Folks, as many people (including myself) have pointed out before, there is no reason to panic if Justin doesn't get back to you right away. He hasn't taken your money and fled to Hong Kong; he's just very busy. On top of what is probably a fairly high volume of regular business, he also has to contend with the impending launch of the Pico Slim. While it's a shame that he doesn't get back to some people in a timely manner, the fact that he remains a rather active member of these forums (especially for a MOT) ought to give you some indication that he isn't going anywhere. I don't intend any disrespect to the OP, as I've been where he's been with quite a few companies in the past. Getting frustrated when a business doesn't get back to you is a very normal reaction. But I would encourage everyone _in general_ to take a few deep breaths before you take to the Head-Fi forums and start bellowing your outrage. And if you do want to get his attention via Head-Fi, what's the harm in doing it in a non-incendiary way?

 Anyhow, that's just my 2 cents.


----------



## MomijiTMO

Yeah true, if there was a company I'd give my money to and forget about it and relax, it would be with HeadAmp.


----------



## ibis99

Quote:


  Originally Posted by *Valens7* /img/forum/go_quote.gif 
_Folks, as many people (including myself) have pointed out before, there is no reason to panic if Justin doesn't get back to you right away. He hasn't taken your money and fled to Hong Kong; he's just very busy. On top of what is probably a fairly high volume of regular business, he also has to contend with the impending launch of the Pico Slim. While it's a shame that he doesn't get back to some people in a timely manner, the fact that he remains a rather active member of these forums (especially for a MOT) ought to give you some indication that he isn't going anywhere. I don't intend any disrespect to the OP, as I've been where he's been with quite a few companies in the past. Getting frustrated when a business doesn't get back to you is a very normal reaction. But I would encourage everyone in general to take a few deep breaths before you take to the Head-Fi forums and start bellowing your outrage. And if you do want to get his attention via Head-Fi, what's the harm in doing it in a non-incendiary way?

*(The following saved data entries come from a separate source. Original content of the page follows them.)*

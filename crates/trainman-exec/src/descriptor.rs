//! Properties-file descriptors (`gradle.properties` style) and BOMs.

use std::collections::BTreeMap;
use std::path::{Path, PathBuf};

use async_trait::async_trait;
use regex::Regex;
use tracing::{debug, info};
use trainman_core::config::{BomConfig, DescriptorConfig};
use trainman_core::{DescriptorHandler, ProjectVersion, Projects, ReleaseError, Result};

use crate::properties;

const NAME_KEY: &str = "name";
const VERSION_KEY: &str = "version";

/// [`DescriptorHandler`] over a properties file inside each checkout.
///
/// `version` holds the project version; every property listed in the
/// substitution map holds the version of another train project.
pub struct PropertiesDescriptor {
    file: PathBuf,
    substitutions: BTreeMap<String, String>,
    bom_pattern: Regex,
}

impl PropertiesDescriptor {
    pub fn new(descriptor: &DescriptorConfig, bom: &BomConfig) -> Result<Self> {
        let bom_pattern = Regex::new(&bom.bom_version_pattern)
            .map_err(|e| ReleaseError::Config(format!("invalid BOM pattern: {e}")))?;
        Ok(Self {
            file: descriptor.file.clone(),
            substitutions: descriptor.substitutions.clone(),
            bom_pattern,
        })
    }

    fn path(&self, project: &Path) -> PathBuf {
        project.join(&self.file)
    }

    async fn read(&self, project: &Path) -> Result<String> {
        let path = self.path(project);
        tokio::fs::read_to_string(&path).await.map_err(|e| {
            ReleaseError::DescriptorUpdate(format!("cannot read {}: {e}", path.display()))
        })
    }

    /// New values for every coordinate this descriptor manages.
    fn planned_updates(
        &self,
        versions: &Projects,
        target: &ProjectVersion,
    ) -> Result<BTreeMap<String, String>> {
        let mut updates = BTreeMap::new();
        updates.insert(VERSION_KEY.to_string(), target.version().to_string());
        for (property, project) in &self.substitutions {
            let version = if project == target.project_name() {
                target
            } else {
                versions.get(project).ok_or_else(|| {
                    ReleaseError::DescriptorUpdate(format!(
                        "property {property} needs a version of {project}, \
                         which is not in the train"
                    ))
                })?
            };
            updates.insert(property.clone(), version.version().to_string());
        }
        Ok(updates)
    }
}

#[async_trait]
impl DescriptorHandler for PropertiesDescriptor {
    async fn read_project_name(&self, project: &Path) -> Result<String> {
        let content = self.read(project).await?;
        if let Some(name) = properties::get(&content, NAME_KEY) {
            return Ok(name);
        }
        project
            .file_name()
            .map(|n| n.to_string_lossy().into_owned())
            .ok_or_else(|| {
                ReleaseError::DescriptorUpdate(format!(
                    "{} declares no project name",
                    self.path(project).display()
                ))
            })
    }

    async fn read_version(&self, project: &Path) -> Result<String> {
        let content = self.read(project).await?;
        properties::get(&content, VERSION_KEY).ok_or_else(|| {
            ReleaseError::DescriptorUpdate(format!(
                "{} declares no version",
                self.path(project).display()
            ))
        })
    }

    async fn read_bom_versions(&self, bom: &Path) -> Result<Vec<(String, String)>> {
        let content = tokio::fs::read_to_string(bom).await.map_err(|e| {
            ReleaseError::BomResolution(format!("cannot read {}: {e}", bom.display()))
        })?;

        let managed: Vec<(String, String)> = properties::parse(&content)
            .into_iter()
            .filter_map(|(key, value)| {
                let name = self.bom_pattern.captures(&key)?.get(1)?.as_str().to_string();
                Some((name, value))
            })
            .collect();

        if managed.is_empty() {
            return Err(ReleaseError::BomResolution(format!(
                "no property of {} matches {}",
                bom.display(),
                self.bom_pattern.as_str()
            )));
        }
        debug!(bom = %bom.display(), managed = managed.len(), "Read BOM versions");
        Ok(managed)
    }

    async fn update_dependency_versions(
        &self,
        project: &Path,
        versions: &Projects,
        target: &ProjectVersion,
        assert_snapshots: bool,
    ) -> Result<()> {
        let path = self.path(project);
        let content = self.read(project).await?;
        let updates = self.planned_updates(versions, target)?;

        let (rewritten, found) = properties::rewrite(&content, &updates);
        if !found.contains(VERSION_KEY) {
            return Err(ReleaseError::DescriptorUpdate(format!(
                "{} declares no version",
                path.display()
            )));
        }

        if assert_snapshots && !target.is_snapshot() {
            let snapshots: Vec<String> = properties::parse(&rewritten)
                .into_iter()
                .filter(|(key, value)| {
                    (key == VERSION_KEY || self.substitutions.contains_key(key))
                        && value.ends_with("SNAPSHOT")
                })
                .map(|(key, value)| format!("{key}={value}"))
                .collect();
            if !snapshots.is_empty() {
                return Err(ReleaseError::DescriptorUpdate(format!(
                    "{} would keep snapshot coordinates for {}: {}",
                    path.display(),
                    target.version(),
                    snapshots.join(", ")
                )));
            }
        }

        tokio::fs::write(&path, rewritten).await?;
        info!(
            descriptor = %path.display(),
            version = %target.version(),
            updated = found.len(),
            "Updated descriptor versions"
        );
        Ok(())
    }
}

#[cfg(test)]
mod tests {
    use super::*;

    fn descriptor(substitutions: &[(&str, &str)]) -> PropertiesDescriptor {
        let config = DescriptorConfig {
            substitutions: substitutions
                .iter()
                .map(|(k, v)| (k.to_string(), v.to_string()))
                .collect(),
            ..DescriptorConfig::default()
        };
        PropertiesDescriptor::new(&config, &BomConfig::default()).unwrap()
    }

    fn pv(name: &str, version: &str) -> ProjectVersion {
        ProjectVersion::new(name, version).unwrap()
    }

    fn checkout(content: &str) -> tempfile::TempDir {
        let dir = tempfile::tempdir().unwrap();
        std::fs::write(dir.path().join("gradle.properties"), content).unwrap();
        dir
    }

    #[tokio::test]
    async fn test_update_rewrites_version_and_substitutions() {
        let dir = checkout("version=3.1.0-SNAPSHOT\nverifierVersion=3.1.0-SNAPSHOT\nother=1\n");
        let handler = descriptor(&[("verifierVersion", "spring-cloud-contract")]);
        let versions = Projects::from_versions([
            pv("spring-cloud-contract", "3.1.0.RELEASE"),
            pv("spring-cloud-build", "3.1.0.RELEASE"),
        ]);

        handler
            .update_dependency_versions(
                dir.path(),
                &versions,
                &pv("spring-cloud-contract", "3.1.0.RELEASE"),
                true,
            )
            .await
            .unwrap();

        let content = std::fs::read_to_string(dir.path().join("gradle.properties")).unwrap();
        assert_eq!(content, "version=3.1.0.RELEASE\nverifierVersion=3.1.0.RELEASE\nother=1\n");
    }

    #[tokio::test]
    async fn test_snapshot_coordinates_refused_for_release() {
        let original = "version=1.0.0-SNAPSHOT\ncommonsVersion=3.1.0-SNAPSHOT\n";
        let dir = checkout(original);
        let handler = descriptor(&[("commonsVersion", "spring-cloud-commons")]);
        let versions = Projects::from_versions([pv("spring-cloud-commons", "3.1.0-SNAPSHOT")]);
        let target = pv("spring-cloud-foo", "1.0.0.RELEASE");

        let err = handler
            .update_dependency_versions(dir.path(), &versions, &target, true)
            .await
            .unwrap_err();
        assert!(matches!(err, ReleaseError::DescriptorUpdate(_)));
        let content = std::fs::read_to_string(dir.path().join("gradle.properties")).unwrap();
        assert_eq!(content, original);

        handler
            .update_dependency_versions(dir.path(), &versions, &target, false)
            .await
            .unwrap();
    }

    #[tokio::test]
    async fn test_missing_substituted_project_is_error() {
        let dir = checkout("version=1.0.0-SNAPSHOT\n");
        let handler = descriptor(&[("commonsVersion", "spring-cloud-commons")]);
        let err = handler
            .update_dependency_versions(
                dir.path(),
                &Projects::new(),
                &pv("spring-cloud-foo", "1.0.0.RELEASE"),
                true,
            )
            .await
            .unwrap_err();
        assert!(err.to_string().contains("spring-cloud-commons"));
    }

    #[tokio::test]
    async fn test_read_name_falls_back_to_directory() {
        let dir = tempfile::tempdir().unwrap();
        let project = dir.path().join("spring-cloud-vault");
        std::fs::create_dir(&project).unwrap();
        std::fs::write(project.join("gradle.properties"), "version=3.1.0\n").unwrap();

        let handler = descriptor(&[]);
        assert_eq!(handler.read_project_name(&project).await.unwrap(), "spring-cloud-vault");
        assert_eq!(handler.read_version(&project).await.unwrap(), "3.1.0");
    }
}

 Anyhow, that's just my 2 cents._

 

I agree completely with your statement. But let me say this. I sell very expensive, complicated products and have a large customer base. I work out of an office. I work out of my house, I work out of an airplane, I work out of my bathroom, I work off the park bench and grocery line. The point is I contact my customer to confirm thier order. I then follow up 2 days after delivery to ensure there satisfaction. I then call the two months later and the every six months after that. 
 Now even I admit that that would be excessive in most cases in many cases including this one. But any form of response within 24-48 hours would be the right thing to do. 
 I'll say it again. Justin is probably a great guy and certainly has a stellar reputation on this forum which I'm sure he deserves. But me being a new customer who has never dealt with him, and being the anal sales pro I am I expect top notch customer service. 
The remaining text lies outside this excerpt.